The ideal way to cook a lamb shank is to braise it which will break down all the connective tissue. Simply season the meat with salt and pepper, sear it on all sides in a Dutch oven pot on the stove, add a couple of onions, a few cloves of garlic, fresh herbs, beef stock, and maybe a touch of red wine. Then place it in the oven for a couple of hours until the lamb is tender.
When first cooked, definitely serve it with creamy mashed potatoes or polenta but store the leftover lamb in the fridge for some delicious sandwiches the next day.
You'll want to slice the meat very thinly which will be easier to do when it's cold out of the fridge. Once sliced, you can heat it or just eat at room temperature. Pile the slices of lamb onto a soft round of pita, naan, or your favorite flatbread along with chopped vegetables, fresh parsley or even mint, and a great sauce. Tzatziki would be traditional with lamb, but this recipe for a creamy yogurt-based tahini sauce makes a delicious change. Wrap these sandwiches up for lunch on the go or a picnic in the park.
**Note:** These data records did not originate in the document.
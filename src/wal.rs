use std::fs::{self, File, OpenOptions};
use std::io::{self, BufReader, BufWriter, Read, Write};
use std::path::{Path, PathBuf};

use crate::model::Event;

/// Append-only event log backing one tenant's engine.
///
/// Entry framing: `[u32 le: payload len][bincode: Event][u32 le: crc32]`.
/// Replay stops at the first truncated or corrupt frame, so a crash mid
/// append loses at most the uncommitted tail.
pub struct Wal {
    writer: BufWriter<File>,
    path: PathBuf,
    appends_since_compact: u64,
}

fn write_frame(w: &mut impl Write, event: &Event) -> io::Result<()> {
    let payload =
        bincode::serialize(event).map_err(|e| io::Error::new(io::ErrorKind::InvalidData, e))?;
    w.write_all(&(payload.len() as u32).to_le_bytes())?;
    w.write_all(&payload)?;
    w.write_all(&crc32fast::hash(&payload).to_le_bytes())?;
    Ok(())
}

/// Fill `buf` completely, or report a clean EOF as `false`.
fn read_frame_part(r: &mut impl Read, buf: &mut [u8]) -> io::Result<bool> {
    match r.read_exact(buf) {
        Ok(()) => Ok(true),
        Err(e) if e.kind() == io::ErrorKind::UnexpectedEof => Ok(false),
        Err(e) => Err(e),
    }
}

fn open_append(path: &Path) -> io::Result<BufWriter<File>> {
    let file = OpenOptions::new().create(true).append(true).open(path)?;
    Ok(BufWriter::new(file))
}

impl Wal {
    pub fn open(path: &Path) -> io::Result<Self> {
        Ok(Self {
            writer: open_append(path)?,
            path: path.to_path_buf(),
            appends_since_compact: 0,
        })
    }

    /// Buffer one event without flushing. The group-commit writer calls
    /// this for a whole batch and then `flush_sync` once.
    pub fn append_buffered(&mut self, event: &Event) -> io::Result<()> {
        write_frame(&mut self.writer, event)?;
        self.appends_since_compact += 1;
        Ok(())
    }

    /// Flush buffered frames and fsync.
    pub fn flush_sync(&mut self) -> io::Result<()> {
        self.writer.flush()?;
        self.writer.get_ref().sync_all()
    }

    /// Append one event durably. Test convenience; production batches via
    /// `append_buffered` + `flush_sync`.
    #[cfg(test)]
    pub fn append(&mut self, event: &Event) -> io::Result<()> {
        self.append_buffered(event)?;
        self.flush_sync()
    }

    pub fn path(&self) -> &Path {
        &self.path
    }

    pub fn appends_since_compact(&self) -> u64 {
        self.appends_since_compact
    }

    /// Phase one of compaction: write the replacement log to a temp file
    /// and fsync it. Slow I/O — runs outside any engine lock.
    pub fn write_compact_file(path: &Path, events: &[Event]) -> io::Result<()> {
        let tmp = path.with_extension("wal.tmp");
        let mut writer = BufWriter::new(File::create(&tmp)?);
        for event in events {
            write_frame(&mut writer, event)?;
        }
        writer.flush()?;
        writer.get_ref().sync_all()
    }

    /// Phase two: atomically rename the temp file over the log and reopen.
    pub fn swap_compact_file(&mut self) -> io::Result<()> {
        let tmp = self.path.with_extension("wal.tmp");
        fs::rename(&tmp, &self.path)?;
        self.writer = open_append(&self.path)?;
        self.appends_since_compact = 0;
        Ok(())
    }

    /// Both compaction phases back to back. Test convenience.
    #[cfg(test)]
    pub fn compact(&mut self, events: &[Event]) -> io::Result<()> {
        Self::write_compact_file(&self.path, events)?;
        self.swap_compact_file()
    }

    /// Read every intact event from the log. A missing file is an empty
    /// log; a damaged tail is dropped silently.
    pub fn replay(path: &Path) -> io::Result<Vec<Event>> {
        let file = match File::open(path) {
            Ok(f) => f,
            Err(e) if e.kind() == io::ErrorKind::NotFound => return Ok(Vec::new()),
            Err(e) => return Err(e),
        };
        let mut reader = BufReader::new(file);
        let mut events = Vec::new();

        loop {
            let mut len_buf = [0u8; 4];
            if !read_frame_part(&mut reader, &mut len_buf)? {
                break;
            }
            let mut payload = vec![0u8; u32::from_le_bytes(len_buf) as usize];
            if !read_frame_part(&mut reader, &mut payload)? {
                break;
            }
            let mut crc_buf = [0u8; 4];
            if !read_frame_part(&mut reader, &mut crc_buf)? {
                break;
            }
            if u32::from_le_bytes(crc_buf) != crc32fast::hash(&payload) {
                break;
            }
            let Ok(event) = bincode::deserialize::<Event>(&payload) else {
                break;
            };
            events.push(event);
        }

        Ok(events)
    }
}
For the Yogurt Tahini Sauce:
2 tablespoons tahini (sesame paste)
2 tablespoons plain Greek yogurt
2 tablespoons water
1 tablespoon lemon juice
1 garlic clove, finely minced
Salt, to taste
Ground black pepper, to taste
2 teaspoons water
For the Sandwich:
3 ounces cooked lamb shank
1 cup lettuce, or baby spinach
2 large pita
1 medium tomato, diced
1/4 medium English cucumber, diced
1/4 cup parsley, chopped
Gather the ingredients.
Add the sesame paste, Greek-style yogurt, water, lemon juice, and finely minced garlic clove to a bowl. Whisk together until smooth and season with salt and pepper to taste. Add another teaspoon or two of water if you want the mixture thinner.
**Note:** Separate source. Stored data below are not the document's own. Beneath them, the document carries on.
use std::fs::File;
use std::io::{self, BufReader};
use std::sync::Arc;

use pgwire::tokio::tokio_rustls::rustls::ServerConfig;
use pgwire::tokio::TlsAcceptor;

fn invalid(msg: impl Into<Box<dyn std::error::Error + Send + Sync>>) -> io::Error {
    io::Error::new(io::ErrorKind::InvalidInput, msg)
}

/// Build a TLS acceptor from PEM cert/key paths. `None` means plaintext;
/// configuring only one half of the pair is an error.
pub fn load_tls_acceptor(
    cert_path: Option<&str>,
    key_path: Option<&str>,
) -> io::Result<Option<TlsAcceptor>> {
    let (cert_path, key_path) = match (cert_path, key_path) {
        (Some(cert), Some(key)) => (cert, key),
        (None, None) => return Ok(None),
        _ => {
            return Err(invalid(
                "FORECOURT_TLS_CERT and FORECOURT_TLS_KEY must be set together, or neither",
            ));
        }
    };

    let mut cert_reader = BufReader::new(File::open(cert_path)?);
    let certs = rustls_pemfile::certs(&mut cert_reader).collect::<Result<Vec<_>, _>>()?;

    let mut key_reader = BufReader::new(File::open(key_path)?);
    let key = rustls_pemfile::private_key(&mut key_reader)?
        .ok_or_else(|| invalid(format!("no private key found in {key_path}")))?;

    let mut config = ServerConfig::builder()
        .with_no_client_auth()
        .with_single_cert(certs, key)
        .map_err(|e| invalid(e.to_string()))?;
    config.alpn_protocols = vec![b"postgresql".to_vec()];

    Ok(Some(TlsAcceptor::from(Arc::new(config))))
}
Slice the leftover lamb shank as thinly as possible.
If you prefer the lamb warm, fry it for a few minutes in a cast iron pan or skillet and a tablespoon of olive oil. You can also place the lamb in an aluminum foil packet, drizzle on the olive oil, seal and warm in a 350 F oven for 10 to 15 minutes.
Place the lettuce or baby spinach leaves on the two pita or naan bread rounds. Top with the thinly sliced lamb.
Add a sprinkling of the diced tomatoes, diced cucumbers, and chopped parsley to each.
Drizzle with the yogurt tahini sauce and serve.